Феодора склонила голову.
- Пиши мне, - попросила она.
- Именно так мы и будем разговаривать. Ты будешь узнавать решительные новости первая, - ласково ответила Феофано.
========== Глава 73 ==========
Конечно, муж отпустил Феодору, - московитка не сомневалась, что это они уладили с Феофано до того, как императрица приступила к ней самой. И Дионисий был согласен, даже рад такому избавлению.
- Я отправлю с вами письмо, госпожа, - сказал он, мрачно поблескивая черными глазами на ее амулет. – Вас примут как почетную гостью и мою родственницу.
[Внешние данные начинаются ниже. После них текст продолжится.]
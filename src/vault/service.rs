// SPDX-License-Identifier: AGPL-3.0-or-later
//
// Copyright (C) 2026 Relational Network

use std::sync::Arc;

use zeroize::Zeroizing;

use super::{DownloadRequest, DownloadedRecord, UploadReceipt, UploadRequest, VaultError};
use crate::envelope::{self, EncryptionEnvelope};
use crate::gateway::{RecordId, StorageGateway, StoredRecord};
use crate::lifecycle::{LifecycleEmulator, LogicalState};
use crate::metadata::keys;
use crate::oracle::BalanceOracle;
use crate::policy::{self, AccessPolicy, Decision, PolicyEvaluator};

/// A record that passed every access check.
struct Authorized {
    /// Original id of the logical record.
    id: RecordId,
    state: LogicalState,
    record: StoredRecord,
    policy: Option<AccessPolicy>,
}

/// Protected upload/download over a storage gateway.
#[derive(Clone)]
pub struct ProtectedVault {
    gateway: Arc<dyn StorageGateway>,
    oracle: Arc<dyn BalanceOracle>,
    evaluator: PolicyEvaluator,
    enforce_download_quota: bool,
}

impl ProtectedVault {
    pub fn new(gateway: Arc<dyn StorageGateway>, oracle: Arc<dyn BalanceOracle>) -> Self {
        Self {
            gateway,
            oracle,
            evaluator: PolicyEvaluator::default(),
            enforce_download_quota: false,
        }
    }

    pub fn with_evaluator(mut self, evaluator: PolicyEvaluator) -> Self {
        self.evaluator = evaluator;
        self
    }

    /// Count downloads and deny past `Max-Downloads`.
    pub fn enforce_download_quota(mut self, enforce: bool) -> Self {
        self.enforce_download_quota = enforce;
        self
    }

    pub fn gateway(&self) -> &dyn StorageGateway {
        self.gateway.as_ref()
    }

    pub fn lifecycle(&self) -> LifecycleEmulator<'_> {
        LifecycleEmulator::new(self.gateway.as_ref())
    }

    /// Encrypt (optionally), attach policy tags, and store.
    pub async fn upload_protected(
        &self,
        request: UploadRequest,
    ) -> Result<UploadReceipt, VaultError> {
        let UploadRequest {
            payload,
            password,
            policy,
            owner,
            tags,
        } = request;

        if let Some((name, _)) = tags.iter().find(|(name, _)| keys::is_reserved(name)) {
            return Err(VaultError::InvalidInput(format!(
                "tag `{name}` is reserved"
            )));
        }
        if let Some(policy) = &policy {
            policy.validate().map_err(VaultError::InvalidInput)?;
        }
        let owner = owner.map(|o| o.trim().to_string());
        if owner.as_deref() == Some("") {
            return Err(VaultError::InvalidInput("owner must not be empty".to_string()));
        }

        let mut metadata = tags;
        let (payload, encrypted) = match password {
            Some(password) => {
                let password = Zeroizing::new(password);
                if password.is_empty() {
                    return Err(VaultError::InvalidInput(
                        "password must not be empty".to_string(),
                    ));
                }
                let sealed = tokio::task::spawn_blocking(move || {
                    envelope::encrypt(&payload, password.as_str())
                })
                .await
                .map_err(|e| VaultError::Internal(format!("encryption task failed: {e}")))??;
                metadata.extend(sealed.envelope.to_metadata());
                (sealed.ciphertext, true)
            }
            None => (payload, false),
        };

        if let Some(policy) = &policy {
            metadata.extend(policy::encode(policy));
        }
        if let Some(owner) = &owner {
            metadata.insert(keys::OWNER, owner.as_str());
        }

        let id = self.gateway.put(payload, metadata).await?;
        tracing::info!(
            record_id = %id,
            encrypted,
            has_policy = policy.is_some(),
            "Uploaded protected record"
        );

        Ok(UploadReceipt {
            id,
            encrypted,
            policy,
        })
    }

    /// Resolve, authorize, decrypt.
    pub async fn download_protected(
        &self,
        id: &RecordId,
        request: DownloadRequest,
    ) -> Result<DownloadedRecord, VaultError> {
        let DownloadRequest {
            password,
            caller,
            now_ms,
        } = request;
        let password = password.map(Zeroizing::new);
        if password.as_ref().is_some_and(|p| p.is_empty()) {
            return Err(VaultError::InvalidInput(
                "password must not be empty".to_string(),
            ));
        }

        let Authorized {
            id,
            state,
            record,
            policy,
        } = self.authorize(id, caller.as_deref(), now_ms).await?;

        let payload = match EncryptionEnvelope::from_metadata(&record.metadata)? {
            Some(sealed_with) => {
                let password = password.ok_or_else(|| {
                    VaultError::InvalidInput("record is encrypted; a password is required".to_string())
                })?;
                let ciphertext = record.payload;
                tokio::task::spawn_blocking(move || {
                    envelope::decrypt(&ciphertext, password.as_str(), &sealed_with)
                })
                .await
                .map_err(|e| VaultError::Internal(format!("decryption task failed: {e}")))?
                .inspect_err(|_| {
                    tracing::warn!(record_id = %id, "Decryption failed");
                })?
            }
            None => record.payload,
        };

        if self.quota_applies(policy.as_ref()) {
            self.lifecycle()
                .record_download(&id, &record.id, caller.as_deref())
                .await?;
        }

        let mut tags = record.metadata;
        tags.retain(|name| !keys::is_reserved(name));

        Ok(DownloadedRecord {
            id,
            version: state.current_version,
            payload,
            tags,
        })
    }

    /// Decide whether `caller` could download `id` now, without reading
    /// the payload or recording anything.
    pub async fn check_access(
        &self,
        id: &RecordId,
        caller: Option<&str>,
        now_ms: i64,
    ) -> Result<Decision, VaultError> {
        match self.authorize(id, caller, now_ms).await {
            Ok(_) => Ok(Decision::allow()),
            Err(VaultError::PolicyDenied { reason }) => Ok(Decision::deny(reason)),
            Err(VaultError::RecordDeleted { permanent, .. }) => Ok(Decision::deny(if permanent {
                "Record has been permanently deleted"
            } else {
                "Record has been deleted"
            })),
            Err(e) => Err(e),
        }
    }

    /// Policy attached to the current version of `id`.
    pub async fn record_policy(&self, id: &RecordId) -> Result<Option<AccessPolicy>, VaultError> {
        let lifecycle = self.lifecycle();
        let state = lifecycle.state(&lifecycle.resolve(id).await?).await?;
        let record = self.gateway.get(&state.current_version).await?;
        Ok(policy::decode(&record.metadata)?)
    }

    /// Folded state of the logical record `id` belongs to.
    pub async fn state(&self, id: &RecordId) -> Result<LogicalState, VaultError> {
        let lifecycle = self.lifecycle();
        Ok(lifecycle.state(&lifecycle.resolve(id).await?).await?)
    }

    fn quota_applies(&self, policy: Option<&AccessPolicy>) -> bool {
        self.enforce_download_quota && policy.is_some_and(|p| p.max_downloads.is_some())
    }

    async fn authorize(
        &self,
        id: &RecordId,
        caller: Option<&str>,
        now_ms: i64,
    ) -> Result<Authorized, VaultError> {
        // Version ids are readable directly, but the lifecycle of the
        // original they belong to still applies.
        let lifecycle = self.lifecycle();
        let id = &lifecycle.resolve(id).await?;
        let state = lifecycle.state(id).await?;
        if state.deleted {
            tracing::debug!(record_id = %id, permanent = state.permanent, "Record is deleted");
            return Err(VaultError::RecordDeleted {
                id: id.clone(),
                permanent: state.permanent,
            });
        }

        let record = self.gateway.get(&state.current_version).await?;
        let owner = record.metadata.get(keys::OWNER);
        if state.is_share_revoked_for(caller, owner) {
            let reason = match caller {
                Some(caller) => format!("Share access revoked for {caller}"),
                None => "Share access revoked".to_string(),
            };
            tracing::info!(record_id = %id, reason = %reason, "Access denied");
            return Err(VaultError::PolicyDenied { reason });
        }

        let policy = policy::decode(&record.metadata)?;
        let mut decision = self
            .evaluator
            .evaluate_with_oracle(policy.as_ref(), now_ms, caller, self.oracle.as_ref())
            .await;
        if decision.allow && self.quota_applies(policy.as_ref()) {
            if let Some(denied) = policy
                .as_ref()
                .and_then(|p| policy::check_download_quota(p, state.downloads))
            {
                decision = denied;
            }
        }

        if !decision.allow {
            let reason = decision.reason.unwrap_or_else(|| "Access denied".to_string());
            tracing::info!(record_id = %id, reason = %reason, "Access denied");
            return Err(VaultError::PolicyDenied { reason });
        }

        Ok(Authorized {
            id: id.clone(),
            state,
            record,
            policy,
        })
    }
}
Феодора давно заметила за благородными ромеями, имевшими склонность к османам и востоку, эту латинскую манеру возвеличивать собеседника умножением - манеру людей, имевших укоренившийся имперский склад мышления! Это люди, потерявшие свои корни…
Она поклонилась.
- Вы благородный человек, кентарх!
Дионисий улыбнулся, не поправив ее.
- Истинно так.
Прямой нос, словно кистью наведенные брови, грива черных волос, мощные плечи – этот человек был живым подтверждением того, что аристократия есть власть лучших. Но такие лучшие полагали себя в полном праве подминать и потреблять тех, кого считали хуже и ниже… Впрочем, это вообще свойство мужчин, отличающихся породой.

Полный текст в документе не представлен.